#### GIVEN ENTRIES:
Segment Open

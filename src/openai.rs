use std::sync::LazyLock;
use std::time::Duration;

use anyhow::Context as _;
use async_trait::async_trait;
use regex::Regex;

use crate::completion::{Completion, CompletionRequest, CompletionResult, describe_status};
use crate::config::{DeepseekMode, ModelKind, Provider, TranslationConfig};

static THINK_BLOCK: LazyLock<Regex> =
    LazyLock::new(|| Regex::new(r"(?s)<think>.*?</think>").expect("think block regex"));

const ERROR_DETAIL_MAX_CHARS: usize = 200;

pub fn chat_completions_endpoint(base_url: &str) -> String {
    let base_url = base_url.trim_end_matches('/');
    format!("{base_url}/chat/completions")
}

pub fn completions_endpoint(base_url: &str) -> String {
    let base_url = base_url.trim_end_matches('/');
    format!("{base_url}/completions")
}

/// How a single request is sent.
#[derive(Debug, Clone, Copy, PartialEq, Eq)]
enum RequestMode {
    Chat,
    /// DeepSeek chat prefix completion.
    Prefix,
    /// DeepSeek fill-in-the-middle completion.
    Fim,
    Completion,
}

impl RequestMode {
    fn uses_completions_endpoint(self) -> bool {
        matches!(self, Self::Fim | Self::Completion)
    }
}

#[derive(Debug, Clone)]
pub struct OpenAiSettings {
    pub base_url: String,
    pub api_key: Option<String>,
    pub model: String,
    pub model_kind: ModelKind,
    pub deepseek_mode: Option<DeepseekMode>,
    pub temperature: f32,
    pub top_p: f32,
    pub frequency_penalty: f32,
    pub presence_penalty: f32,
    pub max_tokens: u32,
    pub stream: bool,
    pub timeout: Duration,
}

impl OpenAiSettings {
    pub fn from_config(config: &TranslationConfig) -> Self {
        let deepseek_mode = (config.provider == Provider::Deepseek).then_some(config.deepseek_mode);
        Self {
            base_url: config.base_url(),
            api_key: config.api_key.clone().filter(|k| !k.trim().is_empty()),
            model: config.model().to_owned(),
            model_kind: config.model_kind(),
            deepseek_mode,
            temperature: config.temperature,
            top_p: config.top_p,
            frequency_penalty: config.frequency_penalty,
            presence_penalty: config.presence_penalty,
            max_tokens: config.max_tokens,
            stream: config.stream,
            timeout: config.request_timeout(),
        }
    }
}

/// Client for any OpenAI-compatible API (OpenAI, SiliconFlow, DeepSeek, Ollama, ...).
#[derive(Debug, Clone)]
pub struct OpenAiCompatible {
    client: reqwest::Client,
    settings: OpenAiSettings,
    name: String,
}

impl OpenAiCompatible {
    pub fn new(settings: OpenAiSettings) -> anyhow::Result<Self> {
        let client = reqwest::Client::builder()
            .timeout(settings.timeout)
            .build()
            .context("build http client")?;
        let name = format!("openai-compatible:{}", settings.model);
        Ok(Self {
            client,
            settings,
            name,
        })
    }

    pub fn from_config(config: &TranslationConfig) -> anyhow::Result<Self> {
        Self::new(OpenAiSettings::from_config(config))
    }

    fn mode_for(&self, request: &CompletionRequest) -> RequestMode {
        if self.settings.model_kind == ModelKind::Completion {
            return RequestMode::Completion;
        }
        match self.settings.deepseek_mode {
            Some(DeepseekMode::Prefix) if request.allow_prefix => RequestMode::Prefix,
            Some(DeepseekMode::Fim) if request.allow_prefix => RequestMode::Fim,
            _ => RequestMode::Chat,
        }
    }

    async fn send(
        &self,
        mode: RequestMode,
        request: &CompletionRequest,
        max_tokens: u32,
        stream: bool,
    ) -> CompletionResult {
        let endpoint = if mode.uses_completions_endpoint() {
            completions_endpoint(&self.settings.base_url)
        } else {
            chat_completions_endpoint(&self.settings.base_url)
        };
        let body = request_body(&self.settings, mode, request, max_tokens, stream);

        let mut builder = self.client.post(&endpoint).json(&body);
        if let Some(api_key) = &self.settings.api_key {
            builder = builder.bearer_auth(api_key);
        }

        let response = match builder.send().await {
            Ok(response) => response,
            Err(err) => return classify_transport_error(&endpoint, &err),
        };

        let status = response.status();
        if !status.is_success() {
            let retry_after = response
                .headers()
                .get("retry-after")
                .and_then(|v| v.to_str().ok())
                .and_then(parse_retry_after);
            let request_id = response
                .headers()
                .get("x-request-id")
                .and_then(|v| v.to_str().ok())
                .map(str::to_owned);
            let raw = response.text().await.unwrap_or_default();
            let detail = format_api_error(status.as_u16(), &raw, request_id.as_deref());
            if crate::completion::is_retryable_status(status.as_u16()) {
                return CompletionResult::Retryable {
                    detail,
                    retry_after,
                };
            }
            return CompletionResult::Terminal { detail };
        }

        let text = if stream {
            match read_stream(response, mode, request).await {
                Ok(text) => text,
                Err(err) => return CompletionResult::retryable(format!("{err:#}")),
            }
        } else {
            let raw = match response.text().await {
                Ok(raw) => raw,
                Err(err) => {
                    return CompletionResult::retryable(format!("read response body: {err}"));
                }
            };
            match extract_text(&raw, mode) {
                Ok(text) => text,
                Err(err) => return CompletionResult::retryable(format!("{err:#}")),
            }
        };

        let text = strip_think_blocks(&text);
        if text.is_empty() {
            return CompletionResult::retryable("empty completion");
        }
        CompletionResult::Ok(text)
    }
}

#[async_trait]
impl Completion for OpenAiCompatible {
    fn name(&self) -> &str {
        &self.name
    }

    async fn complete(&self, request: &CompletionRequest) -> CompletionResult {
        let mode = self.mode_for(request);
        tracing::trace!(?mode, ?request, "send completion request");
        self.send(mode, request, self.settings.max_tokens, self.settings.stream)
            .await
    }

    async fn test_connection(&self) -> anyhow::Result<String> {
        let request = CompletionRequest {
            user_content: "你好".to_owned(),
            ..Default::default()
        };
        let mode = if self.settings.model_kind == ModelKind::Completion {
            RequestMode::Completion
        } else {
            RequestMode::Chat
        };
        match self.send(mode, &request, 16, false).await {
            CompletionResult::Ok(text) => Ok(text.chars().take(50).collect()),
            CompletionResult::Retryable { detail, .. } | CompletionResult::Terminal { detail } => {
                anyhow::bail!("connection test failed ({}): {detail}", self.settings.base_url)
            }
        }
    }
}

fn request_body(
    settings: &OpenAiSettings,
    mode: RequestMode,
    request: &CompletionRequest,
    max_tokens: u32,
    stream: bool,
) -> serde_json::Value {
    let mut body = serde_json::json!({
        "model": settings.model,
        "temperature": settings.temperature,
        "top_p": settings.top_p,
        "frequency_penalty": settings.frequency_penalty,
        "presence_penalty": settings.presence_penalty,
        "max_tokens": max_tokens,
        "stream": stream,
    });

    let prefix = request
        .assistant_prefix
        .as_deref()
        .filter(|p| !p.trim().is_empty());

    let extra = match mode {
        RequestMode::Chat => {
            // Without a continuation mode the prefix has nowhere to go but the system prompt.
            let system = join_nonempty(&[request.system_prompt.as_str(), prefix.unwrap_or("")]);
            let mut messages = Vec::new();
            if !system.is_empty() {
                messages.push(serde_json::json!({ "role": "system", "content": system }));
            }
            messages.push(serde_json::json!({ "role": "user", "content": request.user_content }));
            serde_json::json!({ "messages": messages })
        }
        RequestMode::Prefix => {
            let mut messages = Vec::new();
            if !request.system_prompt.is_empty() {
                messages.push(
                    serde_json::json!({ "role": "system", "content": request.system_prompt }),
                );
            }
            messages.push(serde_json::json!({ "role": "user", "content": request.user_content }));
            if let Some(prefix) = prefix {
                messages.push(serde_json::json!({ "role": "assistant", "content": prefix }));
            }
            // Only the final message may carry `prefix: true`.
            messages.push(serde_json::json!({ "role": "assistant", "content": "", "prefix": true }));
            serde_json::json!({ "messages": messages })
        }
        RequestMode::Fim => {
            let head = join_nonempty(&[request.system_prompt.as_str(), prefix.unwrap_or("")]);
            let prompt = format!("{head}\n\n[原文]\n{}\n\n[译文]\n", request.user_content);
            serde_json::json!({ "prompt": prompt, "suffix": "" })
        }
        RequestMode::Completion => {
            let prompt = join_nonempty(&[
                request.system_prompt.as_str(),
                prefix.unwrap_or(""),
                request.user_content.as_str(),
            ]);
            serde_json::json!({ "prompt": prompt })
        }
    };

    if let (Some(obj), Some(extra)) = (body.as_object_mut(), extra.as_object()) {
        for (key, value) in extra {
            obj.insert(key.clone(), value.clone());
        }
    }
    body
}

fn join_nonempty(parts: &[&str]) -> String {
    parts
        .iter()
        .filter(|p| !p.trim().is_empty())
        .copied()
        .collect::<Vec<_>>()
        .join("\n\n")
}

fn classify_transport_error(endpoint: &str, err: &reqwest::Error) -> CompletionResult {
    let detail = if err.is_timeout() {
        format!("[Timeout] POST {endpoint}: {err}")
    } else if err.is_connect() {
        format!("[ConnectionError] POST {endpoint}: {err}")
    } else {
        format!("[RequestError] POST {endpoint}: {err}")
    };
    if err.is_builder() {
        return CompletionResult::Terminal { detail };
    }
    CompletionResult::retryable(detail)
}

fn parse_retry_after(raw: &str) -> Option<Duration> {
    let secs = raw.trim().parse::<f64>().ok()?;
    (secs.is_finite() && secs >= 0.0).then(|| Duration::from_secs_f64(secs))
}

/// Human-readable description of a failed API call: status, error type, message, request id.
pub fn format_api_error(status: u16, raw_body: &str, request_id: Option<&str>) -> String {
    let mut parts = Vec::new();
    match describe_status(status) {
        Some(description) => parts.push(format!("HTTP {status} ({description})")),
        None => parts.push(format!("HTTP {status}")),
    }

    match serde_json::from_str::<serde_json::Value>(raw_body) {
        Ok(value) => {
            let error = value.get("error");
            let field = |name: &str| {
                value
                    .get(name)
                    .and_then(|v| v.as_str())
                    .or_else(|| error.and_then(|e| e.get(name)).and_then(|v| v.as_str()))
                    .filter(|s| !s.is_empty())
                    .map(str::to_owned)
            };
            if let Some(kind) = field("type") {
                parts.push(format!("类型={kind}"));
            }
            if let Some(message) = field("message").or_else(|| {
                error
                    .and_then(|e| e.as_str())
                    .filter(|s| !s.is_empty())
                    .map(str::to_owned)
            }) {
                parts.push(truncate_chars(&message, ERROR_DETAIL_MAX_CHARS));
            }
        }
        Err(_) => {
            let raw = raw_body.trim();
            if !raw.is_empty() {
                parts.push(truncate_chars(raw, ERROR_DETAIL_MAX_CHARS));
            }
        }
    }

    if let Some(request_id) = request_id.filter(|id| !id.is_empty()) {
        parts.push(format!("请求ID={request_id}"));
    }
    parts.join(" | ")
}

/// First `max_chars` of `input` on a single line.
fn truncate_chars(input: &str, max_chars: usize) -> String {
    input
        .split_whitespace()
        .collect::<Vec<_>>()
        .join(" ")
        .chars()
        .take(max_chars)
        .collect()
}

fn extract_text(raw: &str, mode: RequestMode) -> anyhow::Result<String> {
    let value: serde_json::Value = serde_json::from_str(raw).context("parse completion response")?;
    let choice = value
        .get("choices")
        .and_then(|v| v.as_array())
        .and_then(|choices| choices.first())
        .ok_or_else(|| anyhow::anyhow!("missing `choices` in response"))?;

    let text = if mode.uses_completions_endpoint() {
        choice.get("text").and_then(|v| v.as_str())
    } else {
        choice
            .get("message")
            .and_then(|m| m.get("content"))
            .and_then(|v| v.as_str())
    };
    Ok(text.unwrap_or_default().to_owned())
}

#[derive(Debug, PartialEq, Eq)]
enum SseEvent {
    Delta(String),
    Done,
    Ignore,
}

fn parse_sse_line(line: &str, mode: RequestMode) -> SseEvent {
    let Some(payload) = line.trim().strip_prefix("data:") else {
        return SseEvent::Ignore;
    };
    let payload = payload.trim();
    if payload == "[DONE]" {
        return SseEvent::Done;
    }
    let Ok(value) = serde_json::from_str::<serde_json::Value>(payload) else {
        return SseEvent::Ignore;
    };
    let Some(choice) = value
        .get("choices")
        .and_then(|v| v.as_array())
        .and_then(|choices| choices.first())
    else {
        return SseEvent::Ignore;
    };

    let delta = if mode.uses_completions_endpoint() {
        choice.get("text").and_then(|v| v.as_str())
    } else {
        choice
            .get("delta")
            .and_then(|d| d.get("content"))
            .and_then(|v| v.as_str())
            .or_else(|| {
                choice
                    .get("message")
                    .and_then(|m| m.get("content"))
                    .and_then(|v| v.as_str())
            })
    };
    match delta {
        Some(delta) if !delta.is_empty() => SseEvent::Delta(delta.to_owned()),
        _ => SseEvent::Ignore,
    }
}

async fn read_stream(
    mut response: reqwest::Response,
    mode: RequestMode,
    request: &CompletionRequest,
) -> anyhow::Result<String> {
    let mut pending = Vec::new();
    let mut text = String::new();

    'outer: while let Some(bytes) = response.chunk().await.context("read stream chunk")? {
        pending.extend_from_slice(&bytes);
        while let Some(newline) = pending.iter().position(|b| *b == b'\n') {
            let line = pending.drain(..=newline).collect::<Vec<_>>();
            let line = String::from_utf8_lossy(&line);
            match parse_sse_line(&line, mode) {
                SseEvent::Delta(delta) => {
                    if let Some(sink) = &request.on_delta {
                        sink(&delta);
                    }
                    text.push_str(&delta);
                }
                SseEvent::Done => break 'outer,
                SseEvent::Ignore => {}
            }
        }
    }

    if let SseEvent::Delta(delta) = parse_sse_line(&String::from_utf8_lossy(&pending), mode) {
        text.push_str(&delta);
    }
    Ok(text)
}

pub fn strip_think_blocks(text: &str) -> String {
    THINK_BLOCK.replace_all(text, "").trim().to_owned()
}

Segment Closed

#### EXERCISE OBJECTIVE:
Return only the lines of the records in which the string "failed" appears.

#### EXERCISE RESULT:
                anyhow::bail!("connection test failed ({}): {detail}", self.settings.base_url)
/// Human-readable description of a failed API call: status, error type, message, request id.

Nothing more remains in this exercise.